Posted on:2014-03-24Degree:Ph.DType:Thesis
University:Universite de Montreal (Canada)Candidate:Beaudry, LoukaFull Text:PDF
GTID:2456390005991048Subject:History
Abstract/Summary:
The rise of bacteriology is one of the most celebrated phenomenon in medical historiography. Historian's approaches taken to address the issue since the turn of the twentieth century were gradually modified to pass, most often, from an endogenous interpretation of scientific development, where medical concepts, theories, and methods are seen as developing in isolation from the social context in which they occur, to the opposite, sociological approach, where every element of the medical-scientific enterprise is rather seen as being influenced by its context in an interaction by which the public, governmental and professional instances involved in medicalization, forming an impassive dynamic, change the course of every aspect of medical history. But beyond the professional elements, is the development of medical and scientific thought invariably subjugated to this social dynamic? Could not the ideal of scientificity advocated by doctors, forging an archetype in which professional rigor is meant to be isolated from these extrinsic factors, confer to the medical and scientific endeavor a genuine stability towards fluctuations in the sociopolitical and professional environment in which they evolve?;Our study addresses these questions by the exhaustive analysis of the discourse defined by the Quebec medical journals between 1840 and 1880. It is based on two new developments, one that presents the methodological foundations of the audit---that is to say, the definition of the medical archetype, its role in professional recognition, the scientific criteria that it determines, and a typology of discourse that can be inferred from it---and the other, the results.
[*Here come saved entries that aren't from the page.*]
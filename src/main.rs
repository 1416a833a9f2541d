//! # boltpress
//!
//! Render task tickets into fixed-width thermal printer rasters and emit
//! them to a printer device or as PNG/PDF files.
#![warn(missing_docs)]

mod cli;
mod print;

use cli::opt::Options;

fn main() -> color_eyre::Result<()> {
    let opt: Options = cli::init()?;
    cli::render::run(&opt)
}
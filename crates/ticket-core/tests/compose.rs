//! End-to-end tests for the compose pipeline, using the built-in face so
//! no font files are required on disk.

use chrono::NaiveDate;
use ticket_core::{
    content::{TicketContent, Urgency},
    due::DueMode,
    fonts::{FontBank, FontSizes},
    layout::{self, LayoutConfig, MIN_HEIGHT},
    raster::Canvas,
};

fn ticket(body: &str) -> TicketContent {
    TicketContent {
        id: "a1b2c3d4e5".to_string(),
        title: "Buy milk".to_string(),
        body: body.to_string(),
        urgency: Urgency::High,
        urgency_plus: true,
        tag: Some("home".to_string()),
        author: Some("Corey".to_string()),
        due: DueMode::ThisWeek,
        created: NaiveDate::from_ymd_opt(2025, 10, 7).unwrap(),
    }
}

fn render(t: &TicketContent) -> Canvas {
    let bank = FontBank::builtin(&FontSizes::default());
    layout::compose(t, &bank, &LayoutConfig::default())
}

/// Look for a row whose ink starts at the left margin and spans exactly
/// the checkbox width (body size 22 -> 17 dots), followed by the gap
/// between box and text.
fn has_checkbox_row(canvas: &Canvas) -> bool {
    let box_s: u32 = 22 * 78 / 100;
    (0..canvas.height()).any(|y| {
        (6..6 + box_s).all(|x| canvas.ink_at(x, y))
            && !canvas.ink_at(6 + box_s, y)
            && !canvas.ink_at(6 + box_s + 1, y)
    })
}

#[test]
fn composing_twice_is_byte_identical() {
    let t = ticket("- milk\n- eggs\n\nremember the coupons");
    let a = render(&t);
    let b = render(&t);
    assert_eq!(a.as_bytes(), b.as_bytes());
    assert_eq!((a.width(), a.height()), (b.width(), b.height()));
}

#[test]
fn checkbox_marker_renders_a_hollow_box() {
    let with_marker = render(&ticket("- buy milk"));
    let without = render(&ticket("buy milk"));
    assert!(has_checkbox_row(&with_marker));
    assert!(!has_checkbox_row(&without));
}

#[test]
fn empty_title_still_renders() {
    let mut t = ticket("");
    t.title = String::new();
    let canvas = render(&t);
    assert_eq!(576, canvas.width());
    assert!(canvas.height() >= MIN_HEIGHT);
    assert!(canvas.ink_count() > 0);
}

#[test]
fn canvas_width_is_constant_and_height_varies() {
    let short = render(&ticket("one line"));
    let long = render(&ticket(&"line\n".repeat(40)));
    assert_eq!(short.width(), long.width());
    assert!(long.height() > short.height());
}

#[test]
fn long_unbroken_token_stays_inside_the_margins() {
    let url: String = std::iter::repeat('x').take(200).collect();
    let canvas = render(&ticket(&url));
    // the right margin column stays clean for every body row
    for y in 0..canvas.height() {
        assert!(!canvas.ink_at(canvas.width() - 1, y));
    }
}

#[test]
fn narrower_head_produces_narrower_canvas() {
    let cfg = LayoutConfig {
        width: 384,
        ..LayoutConfig::default()
    };
    let bank = FontBank::builtin(&FontSizes::default());
    let canvas = layout::compose(&ticket("- milk"), &bank, &cfg);
    assert_eq!(384, canvas.width());
    assert_eq!(48, canvas.bytes_per_line());
}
The study shows that the archetype described by the Quebec medical profession, far from being solely a discursive tool by which the profession has been socially recognized in the nineteenth century, exerted a decisive influence on the formation of the professional attitude towards etiological novelties presented by the pioneers of bacteriology. Thus, in addition to revealing the exact framework of the development of causal thinking in Quebec, the thesis shows the complementarity of internal and external approaches to medical historiography. It contributes to a fairer representation of the processes at work in scientific development.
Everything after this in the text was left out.